NOT FOR RELEASE, PUBLICATION OR DISTRIBUTION, IN WHOLE OR IN PART DIRECTLY OR INDIRECTLY, IN AUSTRALIA, CANADA, JAPAN OR THE UNITED STATES OR ANYOTHER JURISDICTION IN WHICH THE RELEASE, PUBLICATION OR DISTRIBUTION WOULD BE UNLAWFUL. THIS ANNOUNCEMENT DOES NOT CONSTITUTE AN OFFER OF ANY OF THE SECURITIES DESCRIBED HEREIN.
THIN - CONTEMPLATED PRIVATE PLACEMENT
Oslo, 18 October 2017
Thin Film Electronics ASA ("Thin Film" or the "Company") has retained Carnegie AS as Sole Global Coordinator and Joint Bookrunner, and Cowen and Company, LLC and DNB Markets (a part of DNB Bank ASA) as Joint Bookrunners (together with Carnegie, the "Managers") to advise on and complete an undocumented private placement of up to the NOK equivalent of USD 110 million, representing approximately 43% of the outstanding shares in the Company (the "Private Placement").
The subscription price in the Private Placement will be set through an accelerated bookbuilding process and is expected to be set between NOK 2.50 and NOK 2.65 (the "Indicative Price Range"). The Company has received significant pre-commitments from existing shareholders, as well as new institutional investors, to subscribe for shares in the Private Placement within the Indicative Price Range.
The application period for the Private Placement commences today at 16:30 CET and closes 19 October 2017 at 08:00 CET. The Company and the Managers may, however, at any time resolve to close or extend the bookbuilding period at their sole discretion and on short notice. The minimum subscription amount in the Private Placement will be the NOK equivalent of EUR 100,000. The Company may, in its sole discretion, allocate an amount below EUR 100,000 in the Private Placement provided that the Company is able to rely on any applicable exemptions from the prospectus requirement pursuant to applicable regulations, including the Norwegian Securities Trading Act and ancillary regulations.

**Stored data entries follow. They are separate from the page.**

//! Score command - score contigs and the assembly from a contig table.
//!
//! The table must already carry the evidence columns (`good`, `pGood`), either from
//! the `evidence` command or an external tool.

use std::path::PathBuf;

use anyhow::Context;
use clap::Args;

use crate::cli::{ModeArg, OutputFormat};
use crate::core::types::RunConfig;
use crate::parsing::table::parse_table_file;
use crate::scoring::{ContigScoreEngine, ScoreResult};

/// Arguments for the score command
#[derive(Args)]
pub struct ScoreArgs {
    /// Contig table (CSV or TSV)
    #[arg(required = true)]
    pub contigs: PathBuf,

    /// Total number of reads, the denominator of read support.
    /// With 0 the assembly score is left unscaled and the weighted score is 0.
    #[arg(short, long, default_value_t = 0)]
    pub read_count: u64,

    /// Scoring mode; light mode only fills the nucleotide and coverage sub-scores
    #[arg(short, long, value_enum, default_value_t = ModeArg::Full)]
    pub mode: ModeArg,

    /// Write the cutoff search table (CSV) here (full mode only)
    #[arg(long)]
    pub cutoff_report: Option<PathBuf>,
}

/// Execute the score command
///
/// # Errors
///
/// Returns an error if the table cannot be read or the cutoff report cannot be written.
#[allow(clippy::needless_pass_by_value)]
pub fn run(args: ScoreArgs, format: OutputFormat, verbose: bool) -> anyhow::Result<()> {
    let mut config = RunConfig::default()
        .with_mode(args.mode.into())
        .with_read_count(args.read_count);
    if let Some(path) = &args.cutoff_report {
        config = config.with_cutoff_report(path);
    }

    let table = parse_table_file(&args.contigs)
        .with_context(|| format!("Failed to read contig table {}", args.contigs.display()))?;
    if verbose {
        eprintln!(
            "Contig table: {} contigs, {} good fragments, {} reads",
            table.len(),
            table.good_total(),
            args.read_count
        );
    }

    let result = ContigScoreEngine::new(config.clone()).run(&table)?;
    print_result(&result, &config, format)
}

/// Render a scoring result in the requested format
///
/// # Errors
///
/// Returns an error if JSON serialization fails.
pub(crate) fn print_result(
    result: &ScoreResult,
    config: &RunConfig,
    format: OutputFormat,
) -> anyhow::Result<()> {
    match format {
        OutputFormat::Text => print_text(result, config),
        OutputFormat::Json => print_json(result, config)?,
        OutputFormat::Tsv => print_tsv(result),
    }
    Ok(())
}

fn print_text(result: &ScoreResult, config: &RunConfig) {
    println!("\nScoring ({} mode): {} contigs", config.mode, result.contigs.len());

    if config.mode.is_full() {
        let assembly = &result.assembly;
        println!("\n   Assembly score: {:.4}", assembly.score);
        println!(
            "   Optimal cutoff: {:.4} (assembly score {:.4} after exclusion)",
            assembly.optimal_score, assembly.cutoff
        );
        println!("   Weighted score: {:.4}", assembly.weighted);
        if let Some(path) = &config.cutoff_report {
            println!("   Cutoff report: {}", path.display());
        }
    }

    let width = result.contigs.keys().map(String::len).max().unwrap_or(4).max(4);
    println!(
        "\n   {:<width$}  {:>7}  {:>7}  {:>7}  {:>7}  {:>7}",
        "name", "score", "sCnuc", "sCcov", "sCord", "sCseg"
    );
    for (name, contig) in &result.contigs {
        println!(
            "   {name:<width$}  {:>7.4}  {:>7.4}  {:>7.4}  {:>7.4}  {:>7.4}",
            contig.score, contig.s_nuc, contig.s_cov, contig.s_ord, contig.s_seg
        );
    }
}

fn print_json(result: &ScoreResult, config: &RunConfig) -> anyhow::Result<()> {
    let output = serde_json::json!({
        "mode": config.mode,
        "read_count": config.read_count,
        "assembly": result.assembly,
        "contigs": result.contigs,
        "cutoffs": result.cutoffs,
    });

    println!("{}", serde_json::to_string_pretty(&output)?);
    Ok(())
}

fn print_tsv(result: &ScoreResult) {
    println!("name\tscore\tsCnuc\tsCcov\tsCord\tsCseg");
    for (name, contig) in &result.contigs {
        println!(
            "{name}\t{}\t{}\t{}\t{}\t{}",
            contig.score, contig.s_nuc, contig.s_cov, contig.s_ord, contig.s_seg
        );
    }
}

#[cfg(test)]
mod tests {
    use super::*;
    use std::io::Write;
    use tempfile::NamedTempFile;

    fn create_temp_table(text: &str) -> NamedTempFile {
        let mut file = NamedTempFile::with_suffix(".csv").unwrap();
        write!(file, "{text}").unwrap();
        file.flush().unwrap();
        file
    }

    #[test]
    fn test_run_writes_cutoff_report() {
        let file = create_temp_table(
            "name,good,pSeqTrue,pBasesCovered,pGood,pNotSegmented,tpm\n\
             a,10,0.9,1.0,1.0,1.0,1.0\n\
             b,2,0.5,1.0,1.0,1.0,1.0\n\
             c,8,0.95,1.0,1.0,1.0,1.0\n",
        );
        let dir = tempfile::tempdir().unwrap();
        let report = dir.path().join("cutoffs.csv");

        let args = ScoreArgs {
            contigs: file.path().to_path_buf(),
            read_count: 25,
            mode: ModeArg::Full,
            cutoff_report: Some(report.clone()),
        };
        run(args, OutputFormat::Tsv, false).unwrap();

        let text = std::fs::read_to_string(&report).unwrap();
        assert!(text.starts_with("cutoff,score\n0.5,"));
        assert_eq!(text.lines().count(), 4);
    }

    #[test]
    fn test_run_missing_table() {
        let args = ScoreArgs {
            contigs: PathBuf::from("/nonexistent/contigs.csv"),
            read_count: 10,
            mode: ModeArg::Full,
            cutoff_report: None,
        };
        let err = run(args, OutputFormat::Text, false).unwrap_err();
        assert!(err.to_string().contains("contigs.csv"));
    }
}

The net proceeds from the Private Placement are intended to fully fund investments and operations until cash break-even based on current projections. Cash break-even is expected to occur in early Q2 2019. Capital expenditures are expected to consume 40% of the proceeds, mainly related to: a) roll-to-roll equipment and installation, and b) back-end development and innovation to increase gross margins on tag sales from 30% to >45%. 55% of the proceeds are expected to be consumed by operational costs, including a ramp in headcount in the software and go-to-market sales teams. The remaining proceeds will fund working capital needs. The company's technical and engineering team is already adequately dimensioned and no significant additions are to be expected. In 2019, production capacity is expected to reach 3 billion NFC equivalent front-end die, and in 2020 to reach 7 billion units. The foregoing overview of the intended use of the proceeds from the Private Placement are estimates only and subject to change as circumstances may warrant.
The Private Placement will be divided into two tranches; Tranche 1 consisting of approx. 81.9 million new shares (representing approximately 10% of the capital of the Company) (the "Tranche 1 Shares") and a Tranche 2 consisting of up to the number of new shares necessary to raise gross proceeds of the NOK equivalent of USD 110 million (the "Tranche 2 Shares"). The completion of Tranche 1 of the Private Placement is subject to approval by the Board of Directors of the Company pursuant to an authorisation granted by the Company's general meeting held on 5 May 2017, and the completion of the potential Tranche 2 of the Private Placement will remain subject to the approval by an Extraordinary General Meeting (the "EGM") expected to be held on or about 13 November 2017.
The Private Placement will be directed towards Norwegian investors and international institutional investors, in each case subject to and in compliance with applicable exemptions from relevant prospectus or registration requirements. The private placement structure of the transaction will inherently require a waiver of existing shareholders' preferential rights to subscribe for new shares. The Board of Directors of the Company considers such structure and waiver necessary and appropriate in the interest of time and successful completion.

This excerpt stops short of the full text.